Je voulais vivre, d’Adélaïde de Clermont-Tonnerre (Grasset, 2025)

Adélaïde de Clermont-Tonnerre l’a réalisé bien après avoir dévoré ado les écrits d’Alexandre Dumas : la figure démoniaque de Milady masque une femme en chair et en os dont l’histoire est bien plus fascinante que celle que les hommes, à commencer par l’auteur, ont voulu retenir. L’hypothèse défendue dans la note qui clôt Je voulais vivre m’a semblé totalement plausible :

« Cher Alexandre, cette héroïne, tu y reviens, à de nombreuses reprises. Comme un coupable revient sur les lieux du crime. Le récit des assassinats manqués et réussis de Milady hante tes protagonistes comme il semble te hanter.

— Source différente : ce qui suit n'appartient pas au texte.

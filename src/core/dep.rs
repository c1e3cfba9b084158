//! Pool slot admission check.
//!
//! [`PoolSlotsAvailableDep`] is one gate a scheduler consults before dispatching
//! a task instance. It reads pool occupancy, never reserves a slot, and holds no
//! lock across calls. Two evaluations racing on the same pool can both pass;
//! the dispatcher owns that race.

use parking_lot::Mutex;
use serde::{Deserialize, Serialize};

use crate::core::{
    build_audit_event, AuditSink, PoolStore, SchedulerError, TaskInstanceRequest,
    TaskInstanceState,
};

/// Outcome of one dependency evaluation.
#[derive(Debug, Clone, PartialEq, Eq, Serialize, Deserialize)]
pub struct DepStatus {
    /// Name of the dependency that produced this status.
    pub dep_name: String,
    /// Whether the task instance passed.
    pub passed: bool,
    /// Human readable explanation.
    pub reason: String,
}

impl DepStatus {
    fn passing(dep_name: &str, reason: impl Into<String>) -> Self {
        Self {
            dep_name: dep_name.to_string(),
            passed: true,
            reason: reason.into(),
        }
    }

    fn failing(dep_name: &str, reason: impl Into<String>) -> Self {
        Self {
            dep_name: dep_name.to_string(),
            passed: false,
            reason: reason.into(),
        }
    }
}

/// A gate a task instance must clear before it is dispatched.
pub trait TiDep: Send + Sync {
    /// Display name used in statuses and logs.
    fn name(&self) -> &'static str;

    /// Whether callers may choose to skip this gate.
    fn is_ignorable(&self) -> bool {
        false
    }

    /// Evaluate the gate. Store failures surface as errors, never as a status.
    fn dep_status(&self, ti: &TaskInstanceRequest) -> Result<DepStatus, SchedulerError>;

    /// Shorthand for `dep_status(ti)?.passed`.
    fn is_met(&self, ti: &TaskInstanceRequest) -> Result<bool, SchedulerError> {
        Ok(self.dep_status(ti)?.passed)
    }

    /// Reasons the gate refused `ti`; empty when it passed.
    fn failure_reasons(&self, ti: &TaskInstanceRequest) -> Result<Vec<String>, SchedulerError> {
        let status = self.dep_status(ti)?;
        Ok(if status.passed {
            Vec::new()
        } else {
            vec![status.reason]
        })
    }
}

/// Passes only when the task instance's pool can take its slots.
pub struct PoolSlotsAvailableDep<S> {
    store: S,
    audit: Option<Mutex<Box<dyn AuditSink>>>,
}

impl<S: PoolStore> PoolSlotsAvailableDep<S> {
    /// Dependency name reported in statuses.
    pub const NAME: &'static str = "Pool Slots Available";

    /// Create the dependency over a pool store.
    pub const fn new(store: S) -> Self {
        Self { store, audit: None }
    }

    /// Attach an audit sink that receives one event per decision.
    #[must_use]
    pub fn with_audit(mut self, audit: Box<dyn AuditSink>) -> Self {
        self.audit = Some(Mutex::new(audit));
        self
    }

    /// The backing store.
    pub const fn store(&self) -> &S {
        &self.store
    }

    fn evaluate(&self, ti: &TaskInstanceRequest) -> Result<DepStatus, SchedulerError> {
        let pool = match self.store.lookup(&ti.pool) {
            Ok(pool) => pool,
            Err(SchedulerError::PoolNotFound(name)) => {
                tracing::warn!(task_id = %ti.task_id, pool = %name, "pool does not exist");
                return Ok(DepStatus::failing(
                    Self::NAME,
                    format!("Tasks using non-existent pool '{name}' will not be scheduled"),
                ));
            }
            Err(e) => return Err(e),
        };

        if ti.state.is_execution_state() {
            return Ok(DepStatus::passing(
                Self::NAME,
                format!("Task instance already holds a slot in pool '{}'", pool.name),
            ));
        }

        if ti.state == TaskInstanceState::Deferred && !pool.include_deferred {
            return Ok(DepStatus::passing(
                Self::NAME,
                format!("Pool '{}' does not count deferred task instances", pool.name),
            ));
        }

        let open_slots = self.store.open_slots(&pool)?;
        if open_slots < i64::from(ti.pool_slots) {
            tracing::info!(
                task_id = %ti.task_id,
                pool = %pool.name,
                requested = ti.pool_slots,
                open_slots,
                "not enough open slots"
            );
            return Ok(DepStatus::failing(
                Self::NAME,
                format!(
                    "Not scheduling in pool {}: {}",
                    pool.name,
                    SchedulerError::CapacityExceeded {
                        requested: ti.pool_slots,
                        open: open_slots,
                    }
                ),
            ));
        }

        Ok(DepStatus::passing(
            Self::NAME,
            format!(
                "There are enough open slots in {} to execute the task",
                pool.name
            ),
        ))
    }

    fn record_audit(&self, ti: &TaskInstanceRequest, status: &DepStatus) {
        if let Some(audit_sink) = &self.audit {
            let action = if status.passed { "admit" } else { "refuse" };
            audit_sink.lock().record(build_audit_event(
                uuid::Uuid::new_v4().to_string(),
                ti.task_id.clone(),
                ti.pool.clone(),
                action,
                Some(status.reason.clone()),
            ));
        }
    }
}

impl<S: PoolStore> TiDep for PoolSlotsAvailableDep<S> {
    fn name(&self) -> &'static str {
        Self::NAME
    }

    fn is_ignorable(&self) -> bool {
        true
    }

    fn dep_status(&self, ti: &TaskInstanceRequest) -> Result<DepStatus, SchedulerError> {
        let status = match self.evaluate(ti) {
            Ok(status) => status,
            Err(e) => {
                tracing::error!(task_id = %ti.task_id, pool = %ti.pool, "pool query failed: {}", e);
                return Err(e);
            }
        };
        if status.passed {
            tracing::debug!(task_id = %ti.task_id, pool = %ti.pool, state = %ti.state, "pool slots available");
        }
        self.record_audit(ti, &status);
        Ok(status)
    }
}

Chaque fois, les versions diffèrent, les détails se contredisent. Bien sûr, je pourrais mettre ces incohérences sur le compte de l’urgence dans laquelle tu écrivais, mais un inspecteur y verrait autre chose… L’esquisse des regrets. Alexandre, tu es resté au seuil de cette femme, comme si elle te faisait peur, comme si tu tremblais de céder à des sentiments plus doux. Je vois bien que tu l’admires, mais tu résistes. Tu refuses de te laisser prendre à son charme que tu dis vénéneux pour ne pas avoir à la comprendre. »

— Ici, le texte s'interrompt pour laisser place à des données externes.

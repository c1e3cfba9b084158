//! Pool and scheduler configuration structures.

use std::collections::HashMap;
use std::path::Path;

use anyhow::Context;
use serde::{Deserialize, Serialize};

use crate::core::{AppResult, Pool, DEFAULT_POOL_NAME, DEFAULT_POOL_SLOTS, MAX_POOL_NAME_LEN};

/// Environment variable naming the JSON pool configuration file.
pub const CONFIG_PATH_ENV: &str = "POOL_GATE_CONFIG";

/// Pool configuration.
#[derive(Debug, Clone, PartialEq, Eq, Serialize, Deserialize)]
pub struct PoolConfig {
    /// Total slots in the pool.
    pub slots: u32,
    /// Whether deferred task instances count against the slots.
    #[serde(default)]
    pub include_deferred: bool,
    /// Optional description.
    #[serde(default)]
    pub description: Option<String>,
}

/// Root scheduler configuration.
#[derive(Debug, Clone, Default, PartialEq, Eq, Serialize, Deserialize)]
pub struct SchedulerConfig {
    /// Map of pool name to configuration.
    #[serde(default)]
    pub pools: HashMap<String, PoolConfig>,
}

impl PoolConfig {
    /// Validate pool configuration values.
    ///
    /// `slots` is unsigned, so any value is acceptable; a zero-slot pool only
    /// admits task instances that already hold a slot.
    pub fn validate(&self) -> Result<(), String> {
        if let Some(desc) = &self.description {
            if desc.chars().count() > 4096 {
                return Err("description must be at most 4096 characters".into());
            }
        }
        Ok(())
    }

    /// Turn this entry into a pool named `name`.
    pub fn to_pool(&self, name: &str) -> Pool {
        Pool {
            name: name.to_string(),
            slot_limit: self.slots,
            include_deferred: self.include_deferred,
            description: self.description.clone(),
        }
    }
}

impl SchedulerConfig {
    /// Validate all pools.
    pub fn validate(&self) -> Result<(), String> {
        for (name, pool) in &self.pools {
            if name.trim().is_empty() {
                return Err("pool name must not be empty".into());
            }
            if name.chars().count() > MAX_POOL_NAME_LEN {
                return Err(format!(
                    "pool `{name}` invalid: name longer than {MAX_POOL_NAME_LEN} characters"
                ));
            }
            pool.validate()
                .map_err(|e| format!("pool `{name}` invalid: {e}"))?;
        }
        Ok(())
    }

    /// Parse scheduler configuration from a JSON string and validate.
    pub fn from_json_str(input: &str) -> Result<Self, String> {
        let cfg: Self = serde_json::from_str(input).map_err(|e| format!("parse error: {e}"))?;
        cfg.validate()?;
        Ok(cfg)
    }

    /// Read and validate a JSON configuration file.
    pub fn from_file(path: impl AsRef<Path>) -> AppResult<Self> {
        let path = path.as_ref();
        let raw = std::fs::read_to_string(path)
            .with_context(|| format!("reading pool config {}", path.display()))?;
        Self::from_json_str(&raw)
            .map_err(anyhow::Error::msg)
            .with_context(|| format!("loading pool config {}", path.display()))
    }

    /// Add the default pool unless an entry already overrides it.
    #[must_use]
    pub fn with_default_pool(mut self) -> Self {
        self.pools
            .entry(DEFAULT_POOL_NAME.to_string())
            .or_insert_with(|| PoolConfig {
                slots: DEFAULT_POOL_SLOTS,
                include_deferred: false,
                description: Some("Default pool".to_string()),
            });
        self
    }
}

/// Load configuration the way a deployed scheduler does.
///
/// Reads `.env` if present, then the file named by [`CONFIG_PATH_ENV`]. Without
/// that variable only the default pool is configured. A `.env` that exists but
/// cannot be read or parsed is an error.
pub fn load_from_env() -> AppResult<SchedulerConfig> {
    finish_load(dotenvy::dotenv().map(|_| ()))
}

/// Same as [`load_from_env`] with an explicit dotenv file instead of the
/// `.env` found by searching from the working directory.
pub fn load_from_env_file(dotenv_path: impl AsRef<Path>) -> AppResult<SchedulerConfig> {
    finish_load(dotenvy::from_path(dotenv_path.as_ref()))
}

fn finish_load(dotenv: Result<(), dotenvy::Error>) -> AppResult<SchedulerConfig> {
    match dotenv {
        Ok(()) => {}
        Err(e) if e.not_found() => tracing::debug!("no .env file found"),
        Err(e) => return Err(e).context("loading .env"),
    }
    let cfg = match std::env::var(CONFIG_PATH_ENV) {
        Ok(path) => SchedulerConfig::from_file(&path)?,
        Err(std::env::VarError::NotPresent) => {
            tracing::debug!("{} not set, using default pool only", CONFIG_PATH_ENV);
            SchedulerConfig::default()
        }
        Err(e) => return Err(e).with_context(|| format!("reading {CONFIG_PATH_ENV}")),
    };
    Ok(cfg.with_default_pool())
}
//! Error types for pool admission operations.

use thiserror::Error;

/// Errors produced by pool admission components.
#[derive(Debug, Error)]
pub enum SchedulerError {
    /// No pool is defined under the given name.
    #[error("pool not found: {0}")]
    PoolNotFound(String),
    /// Requested slots exceed the pool's open slots.
    #[error("capacity exceeded: requested {requested} slots, {open} open slots")]
    CapacityExceeded {
        /// Slots requested by the task instance.
        requested: u32,
        /// Slots open at evaluation time.
        open: i64,
    },
    /// Pool definition rejected by validation.
    #[error("invalid pool: {0}")]
    InvalidPool(String),
    /// Task instance request rejected by validation.
    #[error("invalid task instance: {0}")]
    InvalidTaskInstance(String),
    /// Backend-specific failure with context.
    #[error("backend error: {0}")]
    Backend(String),
}

/// Application-facing result using anyhow for higher-level contexts.
pub type AppResult<T> = Result<T, anyhow::Error>;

Le problème, c’est que ces quelques lignes postérieures au roman auront été, in fine, celles que j’aurai préférées. L’autrice m’a intimement convaincue que les Mousquetaires de Dumas avaient infligé une injustice inouïe à Milady – quelle expérience sidérante de prendre conscience de ce qui se joue lors du simulacre de procès qui voit une femme terrifiée se faire accuser de tous les maux, dont par exemple celui d’avoir, à 14 ans (!), séduit et détourné de sa foi un innocent prêtre qui faisait deux fois son âge… et avait l’autorité légale sur elle. Effectivement, il y avait de quoi lever un sourcil et avoir envie de proposer un contre-récit variant les perspectives.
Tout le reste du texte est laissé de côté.